Data records
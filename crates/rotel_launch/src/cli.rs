//! Command-line interface for rotel_launch

use crate::runtime::LauncherConfig;
use argh::FromArgs;

/// Launch Rotel configured from a Fluent Bit configuration file
#[derive(FromArgs, Debug)]
pub struct LaunchArgs {
    /// path to Fluent Bit configuration file
    #[argh(option)]
    pub fluent_bit_config: String,

    /// path to rotel executable
    #[argh(option)]
    pub rotel_path: String,

    /// show launch plan without downloading or executing
    #[argh(switch)]
    pub dry_run: bool,

    /// log level (error, warn, info, debug, trace)
    #[argh(option, short = 'l', default = "String::from(\"info\")")]
    pub log_level: String,
}

impl LaunchArgs {
    /// Launcher configuration for these arguments
    pub fn launcher_config(&self) -> LauncherConfig {
        LauncherConfig::new(&self.fluent_bit_config, &self.rotel_path)
    }

    /// Log filter for env_logger, `info` for unknown levels
    pub fn log_filter(&self) -> &'static str {
        match self.log_level.to_lowercase().as_str() {
            "error" => "error",
            "warn" => "warn",
            "info" => "info",
            "debug" => "debug",
            "trace" => "trace",
            _ => "info",
        }
    }
}
//! Per-iteration paging state.
//!
//! A [`PageCursor`] owns everything one pass over a collection needs: the
//! buffer of fetched items, the current continuation and a single slot for
//! the page request in flight. Page requests run as tokio tasks so the next
//! page can download while buffered items are consumed.

use std::collections::VecDeque;
use std::sync::Arc;

use futures::stream::{self, BoxStream};
use futures::StreamExt;
use serde_json::Value;
use tokio::task::JoinHandle;

use crate::clients::RestError;
use crate::pagination::{Continuation, Demand, Page, PageLimits, PageRequest, PagedSource};

type PageTask = JoinHandle<Result<Page<Value>, RestError>>;

pub(crate) struct PageCursor {
    source: Arc<dyn PagedSource>,
    limits: PageLimits,
    demand: Demand,
    buffer: VecDeque<Value>,
    continuation: Option<Continuation>,
    pending: Option<PageTask>,
    pulled: usize,
    started: bool,
    resumed: bool,
    done: bool,
}

impl PageCursor {
    pub(crate) fn new(source: Arc<dyn PagedSource>, limits: PageLimits, demand: Demand) -> Self {
        Self {
            source,
            limits,
            demand,
            buffer: VecDeque::new(),
            continuation: None,
            pending: None,
            pulled: 0,
            started: false,
            resumed: false,
            done: false,
        }
    }

    /// Turns the cursor into a stream of raw items.
    pub(crate) fn into_stream(self) -> BoxStream<'static, Result<Value, RestError>> {
        stream::unfold(self, |mut cursor| async move {
            cursor.next_item().await.map(|item| (item, cursor))
        })
        .boxed()
    }

    /// Items still owed to the consumer under a bounded demand.
    fn remaining(&self) -> Option<usize> {
        self.demand
            .bound()
            .map(|bound| bound.saturating_sub(self.pulled))
    }

    fn spawn_fetch(&mut self, request: PageRequest) {
        let fetch = self.source.fetch(request);
        self.pending = Some(tokio::spawn(fetch));
    }

    /// Issues the next page request early once the buffer runs low.
    ///
    /// Only called when resuming after a yielded item, so a consumer that
    /// stops after any item never causes a fetch it did not ask for.
    fn maybe_prefetch(&mut self) {
        if self.pending.is_some() || self.buffer.len() > self.limits.low_water_mark() {
            return;
        }
        if self
            .remaining()
            .is_some_and(|remaining| remaining <= self.buffer.len())
        {
            return;
        }
        if let Some(next) = self.continuation.take() {
            tracing::debug!(
                buffered = self.buffer.len(),
                pulled = self.pulled,
                "Prefetching next page"
            );
            self.spawn_fetch(PageRequest::Next(next));
        }
    }

    fn finish(&mut self) {
        self.done = true;
        self.buffer.clear();
        self.continuation = None;
        if let Some(task) = self.pending.take() {
            task.abort();
        }
    }

    /// Pulls the next item, fetching pages as needed.
    ///
    /// Returns `None` once the collection or the demand is exhausted. After an
    /// error the cursor is exhausted too.
    pub(crate) async fn next_item(&mut self) -> Option<Result<Value, RestError>> {
        if self.done {
            return None;
        }
        if self.remaining() == Some(0) {
            self.finish();
            return None;
        }

        if !self.started {
            self.started = true;
            let limit = self.limits.first_page_size(self.demand);
            self.spawn_fetch(PageRequest::First { limit });
        } else if self.resumed {
            self.maybe_prefetch();
        }

        loop {
            if let Some(item) = self.buffer.pop_front() {
                self.pulled += 1;
                self.resumed = true;
                return Some(Ok(item));
            }

            if self.pending.is_none() {
                match self.continuation.take() {
                    Some(next) => self.spawn_fetch(PageRequest::Next(next)),
                    None => {
                        self.finish();
                        return None;
                    }
                }
            }

            let task = self.pending.as_mut()?;
            let outcome = task.await;
            self.pending = None;

            match outcome {
                Ok(Ok(page)) => {
                    self.buffer.extend(page.items);
                    self.continuation = page.continuation;
                }
                Ok(Err(error)) => {
                    self.finish();
                    return Some(Err(error));
                }
                Err(join_error) => {
                    self.finish();
                    return Some(Err(RestError::PageTask {
                        message: join_error.to_string(),
                    }));
                }
            }
        }
    }
}

impl Drop for PageCursor {
    fn drop(&mut self) {
        if let Some(task) = self.pending.take() {
            tracing::debug!(pulled = self.pulled, "Discarding in-flight page request");
            task.abort();
        }
    }
}
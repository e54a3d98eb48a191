//! REST-specific error types for the Mollie API client.
//!
//! [`RestError`] is the error of every [`RestClient`](super::RestClient)
//! operation and of every item pulled from a lazy
//! [`Sequence`](crate::pagination::Sequence).
//!
//! # Example
//!
//! ```rust,ignore
//! use mollie_api::clients::rest::RestError;
//!
//! match client.get::<Payment>("payments/tr_1", None).await {
//!     Ok(response) => println!("{response:?}"),
//!     Err(RestError::Http(e)) if e.status() == Some(404) => println!("No such payment"),
//!     Err(RestError::Envelope(e)) => println!("Unexpected list shape: {e}"),
//!     Err(e) => println!("Request failed: {e}"),
//! }
//! ```

use crate::clients::{HttpError, InvalidHttpRequestError};
use crate::pagination::EnvelopeError;
use thiserror::Error;

/// Error type for REST API operations.
///
/// # Example
///
/// ```rust
/// use mollie_api::clients::rest::RestError;
///
/// let error = RestError::InvalidPath { path: "".to_string() };
/// assert!(error.to_string().contains("Invalid"));
/// ```
#[derive(Debug, Error)]
pub enum RestError {
    /// The REST API path is invalid.
    ///
    /// This error is returned when a path is empty after normalization.
    #[error("Invalid REST API path: {path}")]
    InvalidPath {
        /// The invalid path that was provided.
        path: String,
    },

    /// An HTTP-level error occurred.
    ///
    /// This variant wraps [`HttpError`] for unified error handling.
    #[error(transparent)]
    Http(#[from] HttpError),

    /// A successful list response was not shaped like a paginated envelope.
    #[error(transparent)]
    Envelope(#[from] EnvelopeError),

    /// A response body or list item did not decode into the requested type.
    #[error("Failed to decode {resource}: {source}")]
    Deserialize {
        /// The resource path or key being decoded.
        resource: String,
        /// The underlying decode error.
        #[source]
        source: serde_json::Error,
    },

    /// The background task fetching a page ended without producing a result.
    #[error("Page fetch task failed: {message}")]
    PageTask {
        /// Description of the task failure.
        message: String,
    },
}

impl RestError {
    /// Returns the HTTP status code, if the error carries a response.
    #[must_use]
    pub const fn status(&self) -> Option<u16> {
        match self {
            Self::Http(e) => e.status(),
            _ => None,
        }
    }
}

impl From<InvalidHttpRequestError> for RestError {
    fn from(error: InvalidHttpRequestError) -> Self {
        Self::Http(HttpError::InvalidRequest(error))
    }
}
//! HTTP client for Mollie API communication.
//!
//! This module provides the [`HttpClient`] type, the base [`Transport`] that
//! puts requests on the wire. It performs exactly one HTTP exchange per call;
//! retries and idempotency keys are layered on top by the decorators in
//! [`crate::clients`].

use std::collections::HashMap;

use async_trait::async_trait;
use reqwest::header::{HeaderName, HeaderValue};

use crate::clients::errors::{HttpError, InvalidHttpRequestError};
use crate::clients::http_request::{HttpMethod, HttpRequest};
use crate::clients::http_response::HttpResponse;
use crate::clients::Transport;
use crate::config::{ApiEndpoint, MollieConfig};

/// SDK version from Cargo.toml.
pub const SDK_VERSION: &str = env!("CARGO_PKG_VERSION");

/// Product token this library identifies itself with in `User-Agent`.
pub const SDK_NAME: &str = "mollie-api-rust";

/// Rust version reported in the `Rust/<version>` `User-Agent` token.
///
/// This is the crate's minimum supported Rust version (`rust-version` in
/// Cargo.toml), not the version of the compiler that built it.
pub const RUST_VERSION: &str = env!("CARGO_PKG_RUST_VERSION");

/// Media type requested from the API.
pub const HAL_JSON: &str = "application/hal+json";

/// HTTP client for making requests to the Mollie API.
///
/// The client handles:
/// - URL construction against the configured [`ApiEndpoint`]
/// - Default headers: `User-Agent`, bearer `Authorization`, HAL `Accept`
/// - Transparent gzip decompression
/// - Response parsing (empty bodies become `null`)
///
/// It does not judge status codes; every response the server produced is
/// returned as `Ok`.
///
/// # Thread Safety
///
/// `HttpClient` is `Send + Sync`, making it safe to share across async tasks.
///
/// # Example
///
/// ```rust,ignore
/// use mollie_api::{ApiKey, MollieConfig};
/// use mollie_api::clients::{HttpClient, HttpMethod, HttpRequest, Transport};
///
/// let config = MollieConfig::builder()
///     .api_key(ApiKey::new("test_dHar4XY7LxsDOtmnkVtjNVWXLSlXsM").unwrap())
///     .build()
///     .unwrap();
/// let client = HttpClient::new(&config);
///
/// let request = HttpRequest::builder(HttpMethod::Get, "methods").build().unwrap();
/// let response = client.send(&request).await?;
/// ```
#[derive(Debug)]
pub struct HttpClient {
    /// The internal reqwest HTTP client.
    client: reqwest::Client,
    /// Base URL resource paths are resolved against.
    api_endpoint: ApiEndpoint,
    /// Default headers to include in all requests.
    default_headers: HashMap<String, String>,
}

// Verify HttpClient is Send + Sync at compile time
const _: fn() = || {
    const fn assert_send_sync<T: Send + Sync>() {}
    assert_send_sync::<HttpClient>();
};

impl HttpClient {
    /// Creates a new HTTP client for the given configuration.
    ///
    /// # Panics
    ///
    /// Panics if the underlying reqwest client cannot be created. This should
    /// only happen in extremely unusual circumstances (e.g., TLS initialization failure).
    #[must_use]
    pub fn new(config: &MollieConfig) -> Self {
        let client = reqwest::Client::builder()
            .use_rustls_tls()
            .gzip(true)
            .build()
            .expect("Failed to create HTTP client");

        Self::with_client(config, client)
    }

    /// Creates a client that shares an existing reqwest connection pool.
    #[must_use]
    pub fn with_client(config: &MollieConfig, client: reqwest::Client) -> Self {
        let mut default_headers = HashMap::new();
        default_headers.insert("User-Agent".to_string(), Self::user_agent(config));
        default_headers.insert(
            "Authorization".to_string(),
            format!("Bearer {}", config.credentials().bearer()),
        );
        default_headers.insert("Accept".to_string(), HAL_JSON.to_string());

        Self {
            client,
            api_endpoint: config.api_endpoint().clone(),
            default_headers,
        }
    }

    /// Builds the `User-Agent` value: supported Rust version, library, caller
    /// tokens and, for access-token credentials, the OAuth marker.
    fn user_agent(config: &MollieConfig) -> String {
        let mut tokens = vec![
            format!("Rust/{RUST_VERSION}"),
            format!("{SDK_NAME}/{SDK_VERSION}"),
        ];
        tokens.extend(config.version_strings().iter().cloned());
        if config.credentials().is_oauth() {
            tokens.push("OAuth/2.0".to_string());
        }
        tokens.join(" ")
    }

    /// Returns the API endpoint for this client.
    #[must_use]
    pub const fn api_endpoint(&self) -> &ApiEndpoint {
        &self.api_endpoint
    }

    /// Returns the default headers for this client.
    #[must_use]
    pub const fn default_headers(&self) -> &HashMap<String, String> {
        &self.default_headers
    }

    /// Merges default, content-type and per-request headers, validating each.
    fn headers_for(
        &self,
        request: &HttpRequest,
    ) -> Result<reqwest::header::HeaderMap, InvalidHttpRequestError> {
        let mut merged = self.default_headers.clone();
        if let Some(body_type) = &request.body_type {
            merged.insert(
                "Content-Type".to_string(),
                body_type.as_content_type().to_string(),
            );
        }
        if let Some(extra) = &request.extra_headers {
            for (key, value) in extra {
                merged.insert(key.clone(), value.clone());
            }
        }

        let mut headers = reqwest::header::HeaderMap::with_capacity(merged.len());
        for (key, value) in merged {
            let invalid = || InvalidHttpRequestError::InvalidHeader { name: key.clone() };
            let name = HeaderName::from_bytes(key.as_bytes()).map_err(|_| invalid())?;
            let value = HeaderValue::from_str(&value).map_err(|_| invalid())?;
            headers.insert(name, value);
        }
        Ok(headers)
    }

    /// Parses response headers into a `HashMap`.
    fn parse_response_headers(
        headers: &reqwest::header::HeaderMap,
    ) -> HashMap<String, Vec<String>> {
        let mut result: HashMap<String, Vec<String>> = HashMap::new();
        for (name, value) in headers {
            let key = name.as_str().to_lowercase();
            let value = value.to_str().unwrap_or_default().to_string();
            result.entry(key).or_default().push(value);
        }
        result
    }

    /// Parses a response body. Empty bodies are `null`; bodies that are not
    /// JSON are kept verbatim under `raw_body`.
    fn parse_body(body_text: String) -> serde_json::Value {
        if body_text.trim().is_empty() {
            return serde_json::Value::Null;
        }
        serde_json::from_str(&body_text)
            .unwrap_or_else(|_| serde_json::json!({ "raw_body": body_text }))
    }
}

#[async_trait]
impl Transport for HttpClient {
    async fn send(&self, request: &HttpRequest) -> Result<HttpResponse, HttpError> {
        request.verify()?;

        let path = request.path.trim_start_matches('/');
        let url = self
            .api_endpoint
            .join(path)
            .map_err(|_| InvalidHttpRequestError::InvalidUrl {
                path: request.path.clone(),
            })?;
        let headers = self.headers_for(request)?;

        let method = match request.http_method {
            HttpMethod::Get => reqwest::Method::GET,
            HttpMethod::Post => reqwest::Method::POST,
            HttpMethod::Patch => reqwest::Method::PATCH,
            HttpMethod::Delete => reqwest::Method::DELETE,
        };
        let mut req_builder = self.client.request(method, url).headers(headers);

        if let Some(query) = &request.query {
            req_builder = req_builder.query(query);
        }
        if let Some(body) = &request.body {
            req_builder = req_builder.body(body.to_string());
        }

        tracing::debug!(
            method = request.http_method.as_str(),
            path = %request.path,
            attempt = request.attempt,
            "Sending request to Mollie API"
        );

        let res = req_builder.send().await?;

        let code = res.status().as_u16();
        let res_headers = Self::parse_response_headers(res.headers());
        let body_text = res.text().await?;
        let response = HttpResponse::new(code, res_headers, Self::parse_body(body_text));

        tracing::debug!(
            method = request.http_method.as_str(),
            path = %request.path,
            status = code,
            request_id = response.request_id().unwrap_or_default(),
            "Received response"
        );

        Ok(response)
    }
}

*To do:* Your answer must be the lines from the first line of the entries above through the line that contains "use crate::clients::RestError;", written out exactly.

*Response area:*
filename crates/rotel_launch/src/cli.rs
//! Command-line interface for rotel_launch

use crate::runtime::LauncherConfig;
use argh::FromArgs;

/// Launch Rotel configured from a Fluent Bit configuration file
#[derive(FromArgs, Debug)]
pub struct LaunchArgs {
    /// path to Fluent Bit configuration file
    #[argh(option)]
    pub fluent_bit_config: String,

    /// path to rotel executable
    #[argh(option)]
    pub rotel_path: String,

    /// show launch plan without downloading or executing
    #[argh(switch)]
    pub dry_run: bool,

    /// log level (error, warn, info, debug, trace)
    #[argh(option, short = 'l', default = "String::from(\"info\")")]
    pub log_level: String,
}

impl LaunchArgs {
    /// Launcher configuration for these arguments
    pub fn launcher_config(&self) -> LauncherConfig {
        LauncherConfig::new(&self.fluent_bit_config, &self.rotel_path)
    }

    /// Log filter for env_logger, `info` for unknown levels
    pub fn log_filter(&self) -> &'static str {
        match self.log_level.to_lowercase().as_str() {
            "error" => "error",
            "warn" => "warn",
            "info" => "info",
            "debug" => "debug",
            "trace" => "trace",
            _ => "info",
        }
    }
}
//! Per-iteration paging state.
//!
//! A [`PageCursor`] owns everything one pass over a collection needs: the
//! buffer of fetched items, the current continuation and a single slot for
//! the page request in flight. Page requests run as tokio tasks so the next
//! page can download while buffered items are consumed.

use std::collections::VecDeque;
use std::sync::Arc;

use futures::stream::{self, BoxStream};
use futures::StreamExt;
use serde_json::Value;
use tokio::task::JoinHandle;

use crate::clients::RestError;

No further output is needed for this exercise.